Elle s’appuie sur des instruments traditionnels, des créations locales comme la vielle à roue, le chalumeau ou la flûte à bec, fabriquées à la main et adaptées aux sons du terroir. Ces outils ne sont pas des répliques de musée. Ils sont encore taillés par des luthiers en Dordogne, en Limousin ou en Alsace. Et quand on les entend dans une cour d’abbaye ou lors d’une fête de saint Jean, ce n’est pas un spectacle : c’est une continuité. La musique traditionnelle française, la musique des campagnes transmise de père en fils, de mère en fille, sans partition, en est directement issue. Les mélodies de la vielle ont survécu parce qu’elles servaient à rythmer le travail des champs, le tissage, les veillées. Aujourd’hui, ce sont les mêmes accords qui accompagnent les danses de la Saint-Éloi ou les chants des vignerons en Provence.
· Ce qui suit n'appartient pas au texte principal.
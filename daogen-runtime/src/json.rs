//! Wire helpers called from generated `from_json` / `to_json` bodies.
//!
//! Readers are tolerant: a missing key, a `null` or a value of the wrong
//! shape all read as `None`. Writers never omit a key; absent values are
//! written as `null`.

use base64::{Engine as _, engine::general_purpose::STANDARD};
use chrono::{DateTime, NaiveDateTime, SecondsFormat, Utc};
pub use serde_json::Value;

use crate::traits::EnumLiteral;

pub type JsonObject = serde_json::Map<String, Value>;
pub type JsonArray = Vec<Value>;
/// UTC instant used for timestamp columns.
pub type Timestamp = DateTime<Utc>;

fn get<'a>(json: &'a JsonObject, key: &str) -> Option<&'a Value> {
    json.get(key).filter(|v| !v.is_null())
}

pub fn read_i64(json: &JsonObject, key: &str) -> Option<i64> {
    get(json, key).and_then(Value::as_i64)
}

pub fn read_i32(json: &JsonObject, key: &str) -> Option<i32> {
    read_i64(json, key).and_then(|v| i32::try_from(v).ok())
}

pub fn read_f64(json: &JsonObject, key: &str) -> Option<f64> {
    get(json, key).and_then(Value::as_f64)
}

pub fn read_f32(json: &JsonObject, key: &str) -> Option<f32> {
    read_f64(json, key).map(|v| v as f32)
}

/// Booleans also accept the integers 0 and 1 stored by SQLite.
pub fn read_bool(json: &JsonObject, key: &str) -> Option<bool> {
    match get(json, key)? {
        Value::Bool(v) => Some(*v),
        Value::Number(n) => match n.as_i64() {
            Some(0) => Some(false),
            Some(1) => Some(true),
            _ => None,
        },
        _ => None,
    }
}

pub fn read_string(json: &JsonObject, key: &str) -> Option<String> {
    get(json, key).and_then(Value::as_str).map(str::to_string)
}

/// Binary values travel as base64 strings.
pub fn read_binary(json: &JsonObject, key: &str) -> Option<Vec<u8>> {
    get(json, key)
        .and_then(Value::as_str)
        .and_then(|s| STANDARD.decode(s).ok())
}

/// Accepts RFC 3339 or `YYYY-MM-DD HH:MM:SS[.fff]` (taken as UTC).
pub fn read_timestamp(json: &JsonObject, key: &str) -> Option<Timestamp> {
    get(json, key).and_then(Value::as_str).and_then(parse_timestamp)
}

fn parse_timestamp(s: &str) -> Option<Timestamp> {
    if let Ok(ts) = DateTime::parse_from_rfc3339(s) {
        return Some(ts.with_timezone(&Utc));
    }
    NaiveDateTime::parse_from_str(s, "%Y-%m-%d %H:%M:%S%.f")
        .ok()
        .map(|naive| naive.and_utc())
}

/// Objects may also arrive as serialized text (JSON stored in a TEXT column).
pub fn read_object(json: &JsonObject, key: &str) -> Option<JsonObject> {
    match get(json, key)? {
        Value::Object(map) => Some(map.clone()),
        Value::String(text) => match serde_json::from_str(text) {
            Ok(Value::Object(map)) => Some(map),
            _ => None,
        },
        _ => None,
    }
}

pub fn read_array(json: &JsonObject, key: &str) -> Option<JsonArray> {
    match get(json, key)? {
        Value::Array(items) => Some(items.clone()),
        Value::String(text) => match serde_json::from_str(text) {
            Ok(Value::Array(items)) => Some(items),
            _ => None,
        },
        _ => None,
    }
}

/// Unknown literals read as `None`, never as an error.
pub fn read_enum<E: EnumLiteral>(json: &JsonObject, key: &str) -> Option<E> {
    get(json, key)
        .and_then(Value::as_str)
        .and_then(E::from_literal)
}

pub fn binary_value(value: Option<&[u8]>) -> Value {
    value
        .map(|bytes| Value::String(STANDARD.encode(bytes)))
        .unwrap_or(Value::Null)
}

pub fn timestamp_value(value: Option<Timestamp>) -> Value {
    value
        .map(|ts| Value::String(ts.to_rfc3339_opts(SecondsFormat::AutoSi, true)))
        .unwrap_or(Value::Null)
}

pub fn enum_value<E: EnumLiteral>(value: Option<E>) -> Value {
    value
        .map(|e| Value::String(e.literal().to_string()))
        .unwrap_or(Value::Null)
}

pub fn object_value(value: Option<&JsonObject>) -> Value {
    value
        .map(|map| Value::Object(map.clone()))
        .unwrap_or(Value::Null)
}

pub fn array_value(value: Option<&JsonArray>) -> Value {
    value
        .map(|items| Value::Array(items.clone()))
        .unwrap_or(Value::Null)
}

#[cfg(test)]
mod tests {
    use chrono::TimeZone;
    use serde_json::json;

    use super::*;

    #[derive(Debug, Clone, Copy, PartialEq)]
    enum Mood {
        Happy,
    }

    impl EnumLiteral for Mood {
        const LITERALS: &'static [&'static str] = &["HAPPY"];

        fn literal(&self) -> &'static str {
            "HAPPY"
        }

        fn from_literal(literal: &str) -> Option<Self> {
            (literal == "HAPPY").then_some(Mood::Happy)
        }
    }

    fn object(value: Value) -> JsonObject {
        match value {
            Value::Object(map) => map,
            _ => panic!("expected object"),
        }
    }

    #[test]
    fn test_null_and_missing_read_as_none() {
        let json = object(json!({ "a": null }));
        assert_eq!(read_i32(&json, "a"), None);
        assert_eq!(read_i32(&json, "missing"), None);
        assert_eq!(read_string(&json, "a"), None);
    }

    #[test]
    fn test_integer_narrowing() {
        let json = object(json!({ "small": 7, "big": 40000_i64 }));
        assert_eq!(
            read_i64(&json, "small").and_then(|v| i16::try_from(v).ok()),
            Some(7)
        );
        assert_eq!(
            read_i64(&json, "big").and_then(|v| i16::try_from(v).ok()),
            None
        );
        assert_eq!(read_i32(&json, "big"), Some(40000));
    }

    #[test]
    fn test_bool_accepts_integers() {
        let json = object(json!({ "t": 1, "f": false, "x": 2 }));
        assert_eq!(read_bool(&json, "t"), Some(true));
        assert_eq!(read_bool(&json, "f"), Some(false));
        assert_eq!(read_bool(&json, "x"), None);
    }

    #[test]
    fn test_binary_is_base64() {
        let value = binary_value(Some(&[1u8, 2, 3][..]));
        assert_eq!(value, json!("AQID"));
        let json = object(json!({ "b": "AQID" }));
        assert_eq!(read_binary(&json, "b"), Some(vec![1, 2, 3]));
        assert_eq!(binary_value(None), Value::Null);
    }

    #[test]
    fn test_timestamp_formats() {
        let ts = Utc.with_ymd_and_hms(2024, 5, 1, 12, 30, 0).unwrap();
        assert_eq!(timestamp_value(Some(ts)), json!("2024-05-01T12:30:00Z"));

        let json = object(json!({
            "iso": "2024-05-01T12:30:00Z",
            "sqlite": "2024-05-01 12:30:00",
            "offset": "2024-05-01T14:30:00+02:00",
            "junk": "yesterday",
        }));
        assert_eq!(read_timestamp(&json, "iso"), Some(ts));
        assert_eq!(read_timestamp(&json, "sqlite"), Some(ts));
        assert_eq!(read_timestamp(&json, "offset"), Some(ts));
        assert_eq!(read_timestamp(&json, "junk"), None);
    }

    #[test]
    fn test_structured_values_accept_text() {
        let json = object(json!({
            "obj": { "k": 1 },
            "obj_text": "{\"k\":1}",
            "arr_text": "[1,2]",
            "not_obj": "[1]",
        }));
        assert_eq!(read_object(&json, "obj"), read_object(&json, "obj_text"));
        assert_eq!(read_array(&json, "arr_text"), Some(vec![json!(1), json!(2)]));
        assert_eq!(read_object(&json, "not_obj"), None);
    }

    #[test]
    fn test_enum_policy() {
        let json = object(json!({ "known": "HAPPY", "unknown": "UNKNOWN_LITERAL" }));
        assert_eq!(read_enum::<Mood>(&json, "known"), Some(Mood::Happy));
        assert_eq!(read_enum::<Mood>(&json, "unknown"), None);
        assert_eq!(enum_value(Some(Mood::Happy)), json!("HAPPY"));
        assert_eq!(enum_value::<Mood>(None), Value::Null);
    }
}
Les chants médiévaux, des polyphonies simples, des refrains répétés, des ballades racontant les batailles, les amours impossibles ou les saisons, ont été reprises par des groupes qui ne veulent pas les transformer en spectacle. Ils les gardent telles quelles : sans amplification, sans rythme synchronisé, sans danseurs en costume. Parce que la vraie musique médiévale, c’est celle qui ne cherche pas à plaire. Elle existe parce qu’elle a toujours existé.
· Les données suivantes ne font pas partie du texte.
//! Lookup accessor planning for DAOs.
//!
//! Every column outside the primary key gets a find-many-by-membership
//! accessor. A column that alone forms a non-primary unique key also gets a
//! find-one-by-equality accessor. Primary key columns get neither; the DAO
//! already exposes lookups by id.

use daogen_schema::{ColumnDescriptor, TableDescriptor};

use crate::naming::NamingStrategy;

/// Shape of the accessor's argument.
#[derive(Debug, Clone, Copy, PartialEq, Eq)]
pub enum ParamShape {
    Scalar,
    Collection,
}

#[derive(Debug, Clone, Copy, PartialEq, Eq)]
pub enum Cardinality {
    One,
    Many,
}

/// Predicate the accessor hands to the query layer.
#[derive(Debug, Clone, Copy, PartialEq, Eq)]
pub enum Predicate {
    Equality,
    Membership,
}

/// A lookup method to synthesize on a DAO.
#[derive(Debug, Clone, PartialEq, Eq)]
pub struct GeneratedAccessor<'a> {
    pub method_name: String,
    pub column: &'a ColumnDescriptor,
    pub param: ParamShape,
    pub cardinality: Cardinality,
    pub predicate: Predicate,
}

impl GeneratedAccessor<'_> {
    /// Plural or singular parameter name.
    pub fn param_name(&self) -> &'static str {
        match self.param {
            ParamShape::Scalar => "value",
            ParamShape::Collection => "values",
        }
    }
}

/// Plan the lookup accessors for a table, in column order.
///
/// Tables without a primary key get no DAO and therefore no accessors.
pub fn plan_accessors<'a>(
    table: &'a TableDescriptor,
    naming: &dyn NamingStrategy,
) -> Vec<GeneratedAccessor<'a>> {
    if table.primary_key.is_none() {
        return Vec::new();
    }

    let mut accessors = Vec::new();
    for column in &table.columns {
        if table.is_primary_key_column(&column.name) {
            continue;
        }
        let fragment = naming.method_fragment(column);

        if column.is_single_column_unique() {
            accessors.push(GeneratedAccessor {
                method_name: format!("find_one_by_{}", fragment),
                column,
                param: ParamShape::Scalar,
                cardinality: Cardinality::One,
                predicate: Predicate::Equality,
            });
        }

        accessors.push(GeneratedAccessor {
            method_name: format!("find_many_by_{}", fragment),
            column,
            param: ParamShape::Collection,
            cardinality: Cardinality::Many,
            predicate: Predicate::Membership,
        });
    }
    accessors
}
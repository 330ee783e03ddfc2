//! Identity shapes derived from primary keys.

use daogen_schema::{ColumnDescriptor, KeyDescriptor, TableDescriptor};

/// Shape of an entity's identity type.
#[derive(Debug, Clone, PartialEq, Eq)]
pub enum KeyShape<'a> {
    /// Single-column key; the identity is that column's type.
    Scalar(&'a ColumnDescriptor),
    /// Ordered tuple of the key columns' types.
    Tuple(Vec<&'a ColumnDescriptor>),
    /// Key too wide for a typed tuple; the identity is an untyped record.
    Record(Vec<&'a ColumnDescriptor>),
}

impl<'a> KeyShape<'a> {
    /// Key columns in key order.
    pub fn columns(&self) -> Vec<&'a ColumnDescriptor> {
        match self {
            KeyShape::Scalar(column) => vec![*column],
            KeyShape::Tuple(columns) | KeyShape::Record(columns) => columns.clone(),
        }
    }

    pub fn degree(&self) -> usize {
        match self {
            KeyShape::Scalar(_) => 1,
            KeyShape::Tuple(columns) | KeyShape::Record(columns) => columns.len(),
        }
    }

    /// Whether per-column typing was lost.
    pub fn is_degraded(&self) -> bool {
        matches!(self, KeyShape::Record(_))
    }
}

/// Resolves identity shapes with a fixed maximum tuple degree.
#[derive(Debug, Clone, Copy)]
pub struct KeyResolver {
    max_degree: usize,
}

impl KeyResolver {
    pub fn new(max_degree: usize) -> Self {
        Self { max_degree }
    }

    pub fn max_degree(&self) -> usize {
        self.max_degree
    }

    pub fn resolve<'a>(&self, key: &'a KeyDescriptor) -> KeyShape<'a> {
        let columns: Vec<&ColumnDescriptor> = key.columns.iter().collect();
        match columns.len() {
            1 => KeyShape::Scalar(columns[0]),
            n if n <= self.max_degree => KeyShape::Tuple(columns),
            _ => KeyShape::Record(columns),
        }
    }

    /// Identity of a table, or `None` when it has no primary key and gets no DAO.
    pub fn identity<'a>(&self, table: &'a TableDescriptor) -> Option<KeyShape<'a>> {
        table.primary_key.as_ref().map(|pk| self.resolve(pk))
    }
}
//! Module files tying the generated output together.

use daogen_codegen::CodeFragment;

use crate::rust_file::RustFile;

fn module_list<'m>(doc: &str, modules: impl IntoIterator<Item = &'m str>) -> String {
    modules
        .into_iter()
        .fold(RustFile::new().doc(doc), |file, module| {
            file.attach(CodeFragment::Line(format!("pub mod {};", module)))
        })
        .render()
}

/// Root `mod.rs`.
pub(crate) fn root_mod(has_enums: bool, has_daos: bool) -> String {
    let modules = [("daos", has_daos), ("enums", has_enums), ("tables", true)];
    module_list(
        "Generated entities and data access objects.",
        modules
            .into_iter()
            .filter_map(|(module, present)| present.then_some(module)),
    )
}

pub(crate) fn tables_mod(modules: &[String]) -> String {
    module_list("Entity types, one module per table.", modules.iter().map(String::as_str))
}

pub(crate) fn daos_mod(modules: &[String]) -> String {
    module_list(
        "DAOs for tables with a primary key.",
        modules.iter().map(String::as_str),
    )
}
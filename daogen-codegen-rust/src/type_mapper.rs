//! Rust types for schema columns.

use daogen_codegen::{NamingStrategy, TypeMapper};
use daogen_schema::{ColumnDescriptor, ConverterKind, DataType, SchemaDescriptor};

/// How a getter hands out a column's value.
#[derive(Debug, Clone, Copy, PartialEq, Eq)]
pub enum Access {
    /// `Option<T>` by copy.
    Copy,
    /// `Option<&str>` from an owned `String`.
    Str,
    /// `Option<&[u8]>` from an owned `Vec<u8>`.
    Bytes,
    /// `Option<&T>`.
    Ref,
}

/// Maps columns to Rust types used in generated code.
///
/// JSON and timestamp types are written relative to the runtime's `json`
/// module, which every generated table file imports.
pub struct RustTypeMapper<'a> {
    schema: &'a SchemaDescriptor,
    naming: &'a dyn NamingStrategy,
}

impl<'a> RustTypeMapper<'a> {
    pub fn new(schema: &'a SchemaDescriptor, naming: &'a dyn NamingStrategy) -> Self {
        Self { schema, naming }
    }

    /// Name of the generated enum a column refers to, if any.
    pub fn enum_type(&self, column: &ColumnDescriptor) -> Option<String> {
        self.schema
            .enum_of(column)
            .map(|e| self.naming.enum_name(&e.name))
    }

    pub fn access(&self, column: &ColumnDescriptor) -> Access {
        if column.converter.is_some() {
            return Access::Ref;
        }
        if self.enum_type(column).is_some() {
            return Access::Copy;
        }
        match column.data_type {
            DataType::String => Access::Str,
            DataType::Binary => Access::Bytes,
            DataType::Other(_) => Access::Ref,
            _ => Access::Copy,
        }
    }

    /// Return type of the column's getter.
    pub fn getter_type(&self, column: &ColumnDescriptor) -> String {
        match self.access(column) {
            Access::Copy => format!("Option<{}>", self.column_type(column)),
            Access::Str => "Option<&str>".to_string(),
            Access::Bytes => "Option<&[u8]>".to_string(),
            Access::Ref => format!("Option<&{}>", self.column_type(column)),
        }
    }

    /// Getter body reading the field `field` of `self`.
    pub fn getter_body(&self, column: &ColumnDescriptor, field: &str) -> String {
        match self.access(column) {
            Access::Copy => format!("self.{}", field),
            Access::Str | Access::Bytes => format!("self.{}.as_deref()", field),
            Access::Ref => format!("self.{}.as_ref()", field),
        }
    }

    /// Expression producing an owned copy of `value`, which has the field's type.
    pub fn owned(&self, column: &ColumnDescriptor, value: &str) -> String {
        match self.access(column) {
            Access::Copy => value.to_string(),
            _ => format!("{}.clone()", value),
        }
    }
}

impl TypeMapper for RustTypeMapper<'_> {
    fn language(&self) -> &'static str {
        "rust"
    }

    fn column_type(&self, column: &ColumnDescriptor) -> String {
        match &column.converter {
            Some(ConverterKind::JsonObject) => return "json::JsonObject".to_string(),
            Some(ConverterKind::JsonArray) => return "json::JsonArray".to_string(),
            Some(ConverterKind::Custom(ty)) => return ty.clone(),
            None => {}
        }
        if let Some(name) = self.enum_type(column) {
            return name;
        }
        match &column.data_type {
            DataType::Integer => "i32",
            DataType::Short => "i16",
            DataType::Byte => "i8",
            DataType::Long => "i64",
            DataType::Float => "f32",
            DataType::Double => "f64",
            DataType::Boolean => "bool",
            DataType::String => "String",
            DataType::Binary => "Vec<u8>",
            DataType::Timestamp => "json::Timestamp",
            DataType::Other(path) => path.as_str(),
        }
        .to_string()
    }
}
Vous trouverez ici des articles qui racontent comment ces sons ont traversé les siècles, comment ils sont liés aux costumes régionaux, aux fêtes locales, et pourquoi certains groupes gagnent des concours en 2025 en jouant exactement comme leurs aïeux. Pas de reconstitutions historiques. Pas de faux accents. Juste des voix, des cordes, des peaux tendues — et une France qui n’a pas oublié ce qu’elle chantait avant les radios, avant les smartphones, avant même les églises de pierre.
La vielle à roue était l'instrument le plus populaire dans la musique médiévale : accessible, portable et puissant, elle accompagnait les fêtes, les pèlerinages et les danses du peuple. Son son continu l'a rendue incontournable.